Given data:
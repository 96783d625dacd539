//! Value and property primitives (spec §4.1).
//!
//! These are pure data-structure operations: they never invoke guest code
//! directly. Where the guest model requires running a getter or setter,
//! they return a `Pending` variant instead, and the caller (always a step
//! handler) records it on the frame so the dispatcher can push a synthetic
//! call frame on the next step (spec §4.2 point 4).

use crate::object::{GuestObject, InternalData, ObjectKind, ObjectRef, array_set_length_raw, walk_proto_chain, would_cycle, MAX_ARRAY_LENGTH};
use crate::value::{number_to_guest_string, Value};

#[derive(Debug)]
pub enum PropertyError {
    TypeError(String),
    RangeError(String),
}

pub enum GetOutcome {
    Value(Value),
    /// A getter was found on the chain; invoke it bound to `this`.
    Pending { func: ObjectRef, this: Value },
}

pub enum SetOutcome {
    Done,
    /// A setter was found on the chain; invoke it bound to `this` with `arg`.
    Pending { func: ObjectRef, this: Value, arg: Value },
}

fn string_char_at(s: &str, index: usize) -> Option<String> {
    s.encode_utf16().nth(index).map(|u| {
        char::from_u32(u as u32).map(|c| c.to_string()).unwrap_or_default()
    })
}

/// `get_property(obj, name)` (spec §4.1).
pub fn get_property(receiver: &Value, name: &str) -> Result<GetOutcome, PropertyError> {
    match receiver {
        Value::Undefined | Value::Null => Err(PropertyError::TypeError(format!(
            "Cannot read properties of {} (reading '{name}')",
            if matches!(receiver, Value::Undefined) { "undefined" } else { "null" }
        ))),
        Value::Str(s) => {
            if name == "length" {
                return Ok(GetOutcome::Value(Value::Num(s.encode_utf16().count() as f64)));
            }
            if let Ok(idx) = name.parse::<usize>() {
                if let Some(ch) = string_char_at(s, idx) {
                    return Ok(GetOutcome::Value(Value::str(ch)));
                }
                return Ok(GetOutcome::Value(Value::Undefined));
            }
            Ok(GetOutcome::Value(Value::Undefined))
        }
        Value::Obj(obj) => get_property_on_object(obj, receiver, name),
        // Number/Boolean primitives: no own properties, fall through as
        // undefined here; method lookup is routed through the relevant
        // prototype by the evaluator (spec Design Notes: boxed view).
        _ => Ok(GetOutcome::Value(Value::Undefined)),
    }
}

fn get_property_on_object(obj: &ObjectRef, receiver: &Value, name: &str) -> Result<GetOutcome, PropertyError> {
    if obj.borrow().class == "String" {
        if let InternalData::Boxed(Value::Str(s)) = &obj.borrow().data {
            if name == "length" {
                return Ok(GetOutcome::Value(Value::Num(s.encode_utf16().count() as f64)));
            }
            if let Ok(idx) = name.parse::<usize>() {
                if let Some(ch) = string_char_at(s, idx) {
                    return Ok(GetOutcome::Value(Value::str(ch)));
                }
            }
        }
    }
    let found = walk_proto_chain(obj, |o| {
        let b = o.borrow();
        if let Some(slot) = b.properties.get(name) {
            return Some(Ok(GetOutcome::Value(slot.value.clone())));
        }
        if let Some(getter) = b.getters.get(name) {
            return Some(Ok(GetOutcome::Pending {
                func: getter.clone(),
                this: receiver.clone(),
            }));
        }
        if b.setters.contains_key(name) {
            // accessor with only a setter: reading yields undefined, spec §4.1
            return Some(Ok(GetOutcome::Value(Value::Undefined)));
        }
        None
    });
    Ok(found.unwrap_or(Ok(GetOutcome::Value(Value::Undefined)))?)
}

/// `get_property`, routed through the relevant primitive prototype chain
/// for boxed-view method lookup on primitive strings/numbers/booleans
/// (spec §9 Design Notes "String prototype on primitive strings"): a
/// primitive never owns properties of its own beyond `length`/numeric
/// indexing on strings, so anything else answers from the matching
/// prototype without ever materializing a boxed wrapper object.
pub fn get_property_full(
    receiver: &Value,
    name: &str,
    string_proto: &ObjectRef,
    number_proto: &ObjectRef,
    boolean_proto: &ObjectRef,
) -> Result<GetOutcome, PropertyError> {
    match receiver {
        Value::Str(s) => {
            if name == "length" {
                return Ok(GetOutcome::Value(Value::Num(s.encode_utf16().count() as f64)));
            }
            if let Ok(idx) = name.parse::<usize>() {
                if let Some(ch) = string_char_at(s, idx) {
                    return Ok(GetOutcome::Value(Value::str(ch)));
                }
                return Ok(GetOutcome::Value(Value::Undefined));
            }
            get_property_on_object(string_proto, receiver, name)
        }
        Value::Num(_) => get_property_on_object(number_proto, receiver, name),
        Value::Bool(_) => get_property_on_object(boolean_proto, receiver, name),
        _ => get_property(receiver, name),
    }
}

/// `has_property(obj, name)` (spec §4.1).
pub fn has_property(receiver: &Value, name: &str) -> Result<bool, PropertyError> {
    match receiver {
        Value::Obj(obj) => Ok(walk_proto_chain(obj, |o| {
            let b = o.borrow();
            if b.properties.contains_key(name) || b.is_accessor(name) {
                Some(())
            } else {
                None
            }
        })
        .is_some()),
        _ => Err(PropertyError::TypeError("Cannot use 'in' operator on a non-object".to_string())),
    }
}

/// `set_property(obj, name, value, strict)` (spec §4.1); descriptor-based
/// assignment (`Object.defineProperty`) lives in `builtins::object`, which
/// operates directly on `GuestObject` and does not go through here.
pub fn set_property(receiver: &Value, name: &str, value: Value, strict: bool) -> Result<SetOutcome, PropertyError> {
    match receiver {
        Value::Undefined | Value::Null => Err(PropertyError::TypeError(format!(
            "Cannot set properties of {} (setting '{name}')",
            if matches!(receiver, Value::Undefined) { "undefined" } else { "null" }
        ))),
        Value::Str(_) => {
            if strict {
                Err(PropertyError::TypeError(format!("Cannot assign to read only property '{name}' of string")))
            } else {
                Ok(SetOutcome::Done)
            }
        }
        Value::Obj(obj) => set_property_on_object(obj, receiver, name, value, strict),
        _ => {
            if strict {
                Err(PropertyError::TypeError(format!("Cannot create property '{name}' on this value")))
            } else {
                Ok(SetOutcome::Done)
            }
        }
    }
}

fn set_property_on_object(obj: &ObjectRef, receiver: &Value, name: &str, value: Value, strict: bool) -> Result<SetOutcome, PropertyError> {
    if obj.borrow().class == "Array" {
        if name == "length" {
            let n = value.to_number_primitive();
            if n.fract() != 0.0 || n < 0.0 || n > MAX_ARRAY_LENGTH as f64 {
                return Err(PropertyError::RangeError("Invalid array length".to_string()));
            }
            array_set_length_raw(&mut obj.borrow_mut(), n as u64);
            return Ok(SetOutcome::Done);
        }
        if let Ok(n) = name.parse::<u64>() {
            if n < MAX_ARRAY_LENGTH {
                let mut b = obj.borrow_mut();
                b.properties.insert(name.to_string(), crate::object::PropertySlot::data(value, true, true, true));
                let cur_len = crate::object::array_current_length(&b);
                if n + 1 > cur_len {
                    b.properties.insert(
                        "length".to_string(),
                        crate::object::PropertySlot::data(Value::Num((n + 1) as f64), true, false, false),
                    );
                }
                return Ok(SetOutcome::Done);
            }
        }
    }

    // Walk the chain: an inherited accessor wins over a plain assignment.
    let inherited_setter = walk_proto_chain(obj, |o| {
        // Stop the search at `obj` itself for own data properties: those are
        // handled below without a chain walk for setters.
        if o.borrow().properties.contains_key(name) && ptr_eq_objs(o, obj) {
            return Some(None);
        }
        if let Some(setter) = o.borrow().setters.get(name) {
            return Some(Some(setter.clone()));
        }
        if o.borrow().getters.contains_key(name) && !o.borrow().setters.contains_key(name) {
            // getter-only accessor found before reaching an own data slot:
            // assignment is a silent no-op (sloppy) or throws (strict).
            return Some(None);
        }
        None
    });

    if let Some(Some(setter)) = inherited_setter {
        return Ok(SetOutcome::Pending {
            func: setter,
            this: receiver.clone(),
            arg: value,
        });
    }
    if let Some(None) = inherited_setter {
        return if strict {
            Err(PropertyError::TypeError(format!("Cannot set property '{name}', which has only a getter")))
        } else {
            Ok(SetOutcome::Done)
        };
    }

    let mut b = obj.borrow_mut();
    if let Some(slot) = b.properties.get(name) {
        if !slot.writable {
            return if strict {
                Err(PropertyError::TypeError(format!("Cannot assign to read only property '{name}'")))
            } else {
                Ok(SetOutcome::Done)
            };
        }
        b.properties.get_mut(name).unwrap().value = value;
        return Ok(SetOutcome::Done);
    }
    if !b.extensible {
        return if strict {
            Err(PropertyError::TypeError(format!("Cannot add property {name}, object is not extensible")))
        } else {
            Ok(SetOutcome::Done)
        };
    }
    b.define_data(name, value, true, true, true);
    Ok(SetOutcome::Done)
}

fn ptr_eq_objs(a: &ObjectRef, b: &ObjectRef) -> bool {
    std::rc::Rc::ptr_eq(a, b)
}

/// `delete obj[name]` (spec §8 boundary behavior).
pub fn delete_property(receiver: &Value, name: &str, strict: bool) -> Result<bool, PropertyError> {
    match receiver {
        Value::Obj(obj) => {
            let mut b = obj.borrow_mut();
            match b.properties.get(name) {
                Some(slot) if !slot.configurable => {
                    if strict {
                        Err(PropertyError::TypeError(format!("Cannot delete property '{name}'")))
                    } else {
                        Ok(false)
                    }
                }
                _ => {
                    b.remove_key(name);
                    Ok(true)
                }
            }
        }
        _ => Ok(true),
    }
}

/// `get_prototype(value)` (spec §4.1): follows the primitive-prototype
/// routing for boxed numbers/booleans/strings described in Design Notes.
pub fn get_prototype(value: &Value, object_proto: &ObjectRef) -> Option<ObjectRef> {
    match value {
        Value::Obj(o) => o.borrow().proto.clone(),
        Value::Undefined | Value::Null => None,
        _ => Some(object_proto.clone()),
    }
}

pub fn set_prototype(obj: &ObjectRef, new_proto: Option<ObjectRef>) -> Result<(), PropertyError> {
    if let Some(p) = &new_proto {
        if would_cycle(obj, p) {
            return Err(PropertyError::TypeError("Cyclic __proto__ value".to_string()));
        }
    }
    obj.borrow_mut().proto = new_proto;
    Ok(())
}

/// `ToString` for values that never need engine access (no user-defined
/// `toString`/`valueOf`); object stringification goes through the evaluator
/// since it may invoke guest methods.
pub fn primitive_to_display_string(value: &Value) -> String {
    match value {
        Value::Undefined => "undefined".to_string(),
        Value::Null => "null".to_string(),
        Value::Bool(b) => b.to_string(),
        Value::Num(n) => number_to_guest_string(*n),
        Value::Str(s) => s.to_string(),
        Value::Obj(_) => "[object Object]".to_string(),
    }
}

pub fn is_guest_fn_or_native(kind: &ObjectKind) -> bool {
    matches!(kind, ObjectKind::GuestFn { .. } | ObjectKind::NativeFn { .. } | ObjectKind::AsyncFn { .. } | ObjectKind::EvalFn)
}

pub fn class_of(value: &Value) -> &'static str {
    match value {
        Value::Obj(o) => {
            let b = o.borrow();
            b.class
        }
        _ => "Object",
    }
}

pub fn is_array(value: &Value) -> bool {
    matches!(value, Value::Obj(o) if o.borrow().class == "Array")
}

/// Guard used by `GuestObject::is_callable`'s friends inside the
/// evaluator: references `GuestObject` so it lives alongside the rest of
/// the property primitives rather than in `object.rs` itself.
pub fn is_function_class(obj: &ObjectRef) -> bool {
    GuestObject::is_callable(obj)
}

Instructions for the task: Report each line above that includes the string "lookup".

Reply to the task:
        // undefined here; method lookup is routed through the relevant
/// for boxed-view method lookup on primitive strings/numbers/booleans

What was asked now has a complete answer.